■ Input material ■
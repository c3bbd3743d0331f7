//! HTTP routes for conversation endpoints.

use axum::{
    routing::{get, post},
    Router,
};

use super::handlers::{
    append_message, create_conversation, delete_conversation, get_conversation,
    list_conversations, update_conversation, ConversationHandlers,
};

/// Creates the conversation router, mounted at `/api/conversations`.
pub fn conversation_routes(handlers: ConversationHandlers) -> Router {
    Router::new()
        .route("/", post(create_conversation).get(list_conversations))
        .route(
            "/:id",
            get(get_conversation)
                .patch(update_conversation)
                .delete(delete_conversation),
        )
        .route("/:id/messages", post(append_message))
        .with_state(handlers)
}
//! Adapters - Implementations of port interfaces.
//!
//! Adapters connect the domain to external systems:
//! - `ai` - Chat-completion providers (OpenAI-compatible HTTP, mock)
//! - `auth` - Argon2 password hashing and JWT access tokens
//! - `http` - axum REST API
//! - `memory` - In-memory repositories for tests and local runs
//! - `postgres` - sqlx PostgreSQL repositories

pub mod ai;
pub mod auth;
pub mod http;
pub mod memory;
pub mod postgres;

pub use ai::{MockAIProvider, OpenAIConfig, OpenAIProvider};
pub use auth::{Argon2Hasher, JwtTokenService};
pub use memory::InMemoryStore;
pub use postgres::{
    PostgresConversationRepository, PostgresTicketRepository, PostgresUserRepository,
};
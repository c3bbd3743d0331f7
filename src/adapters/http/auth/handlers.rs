//! HTTP handlers for account and token endpoints.

use std::sync::Arc;

use axum::{
    extract::State,
    http::StatusCode,
    response::{IntoResponse, Response},
    Json,
};
use tower_cookies::{cookie::SameSite, Cookie, Cookies};

use crate::adapters::http::error::error_response;
use crate::adapters::http::middleware::{auth_error_response, RequireAuth, ACCESS_TOKEN_COOKIE};
use crate::application::handlers::user::{
    LoginCommand, LoginHandler, RegisterUserCommand, RegisterUserHandler,
};
use crate::domain::user::UserError;

use super::dto::{LoginRequest, LogoutResponse, SignupRequest, TokenResponse, UserResponse};

// ════════════════════════════════════════════════════════════════════════════
// Handler state
// ════════════════════════════════════════════════════════════════════════════

#[derive(Clone)]
pub struct AuthHandlers {
    register_handler: Arc<RegisterUserHandler>,
    login_handler: Arc<LoginHandler>,
    cookie_secure: bool,
    token_lifetime_secs: i64,
}

impl AuthHandlers {
    pub fn new(
        register_handler: Arc<RegisterUserHandler>,
        login_handler: Arc<LoginHandler>,
        cookie_secure: bool,
        token_lifetime_secs: i64,
    ) -> Self {
        Self {
            register_handler,
            login_handler,
            cookie_secure,
            token_lifetime_secs,
        }
    }

    fn access_cookie(&self, token: String) -> Cookie<'static> {
        Cookie::build((ACCESS_TOKEN_COOKIE, token))
            .path("/")
            .http_only(true)
            .same_site(SameSite::Lax)
            .secure(self.cookie_secure)
            .max_age(time::Duration::seconds(self.token_lifetime_secs))
            .build()
    }
}

// ════════════════════════════════════════════════════════════════════════════
// HTTP handlers
// ════════════════════════════════════════════════════════════════════════════

/// POST /auth/signup - Register a regular user
pub async fn signup(
    State(handlers): State<AuthHandlers>,
    Json(req): Json<SignupRequest>,
) -> Response {
    let cmd = RegisterUserCommand::user(req.username, req.email, req.password);
    register(&handlers, cmd).await
}

/// POST /auth/create-admin - Register an administrator (initial setup)
pub async fn create_admin(
    State(handlers): State<AuthHandlers>,
    Json(req): Json<SignupRequest>,
) -> Response {
    let cmd = RegisterUserCommand::admin(req.username, req.email, req.password);
    register(&handlers, cmd).await
}

async fn register(handlers: &AuthHandlers, cmd: RegisterUserCommand) -> Response {
    match handlers.register_handler.handle(cmd).await {
        Ok(user) => (StatusCode::CREATED, Json(UserResponse::from(&user))).into_response(),
        Err(e) => handle_user_error(e),
    }
}

/// POST /auth/login - Issue a token in the body and as a cookie
pub async fn login(
    State(handlers): State<AuthHandlers>,
    cookies: Cookies,
    Json(req): Json<LoginRequest>,
) -> Response {
    let cmd = LoginCommand {
        username: req.username,
        password: req.password,
    };

    match handlers.login_handler.handle(cmd).await {
        Ok(result) => {
            cookies.add(handlers.access_cookie(result.token.token.clone()));
            let response = TokenResponse::new(&result.token, &result.user);
            (StatusCode::OK, Json(response)).into_response()
        }
        Err(e) => auth_error_response(e),
    }
}

/// GET /auth/me - Current user
pub async fn me(RequireAuth(user): RequireAuth) -> Response {
    (StatusCode::OK, Json(UserResponse::from(user))).into_response()
}

/// POST /auth/logout - Drop the token cookie
pub async fn logout(cookies: Cookies) -> Response {
    cookies.remove(Cookie::build((ACCESS_TOKEN_COOKIE, "")).path("/").build());
    (
        StatusCode::OK,
        Json(LogoutResponse {
            message: "Logged out",
        }),
    )
        .into_response()
}

// ════════════════════════════════════════════════════════════════════════════
// Error handling
// ════════════════════════════════════════════════════════════════════════════

fn handle_user_error(error: UserError) -> Response {
    error_response(error.code(), error.to_string())
}
//! Ports - Interfaces for external dependencies.
//!
//! Following hexagonal architecture, ports define the contracts between
//! the domain and the outside world. Adapters implement these ports.
//!
//! ## Persistence
//!
//! - `TicketRepository` - Support tickets
//! - `ConversationRepository` - Conversations and their messages
//! - `UserRepository` - User accounts
//!
//! ## External services
//!
//! - `AIProvider` - Chat-completion API used for classification
//!
//! ## Credentials
//!
//! - `PasswordHasher` - One-way password hashing
//! - `TokenService` - Bearer token issuance and verification

mod ai_provider;
mod conversation_repository;
mod credentials;
mod pagination;
mod ticket_repository;
mod user_repository;

pub use ai_provider::{
    AIError, AIProvider, CompletionRequest, CompletionResponse, Message, MessageRole,
    ProviderInfo, TokenUsage,
};
pub use conversation_repository::{ConversationFilter, ConversationRepository};
pub use credentials::{IssuedToken, PasswordHasher, TokenService};
pub use pagination::{Pagination, DEFAULT_LIMIT, MAX_LIMIT};
pub use ticket_repository::{TicketFilter, TicketRepository};
pub use user_repository::UserRepository;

■ Task ■
From the entries above, pull out each line that includes "domain".

■ Response area ■
//! Adapters connect the domain to external systems:
use crate::domain::user::UserError;
//! the domain and the outside world. Adapters implement these ports.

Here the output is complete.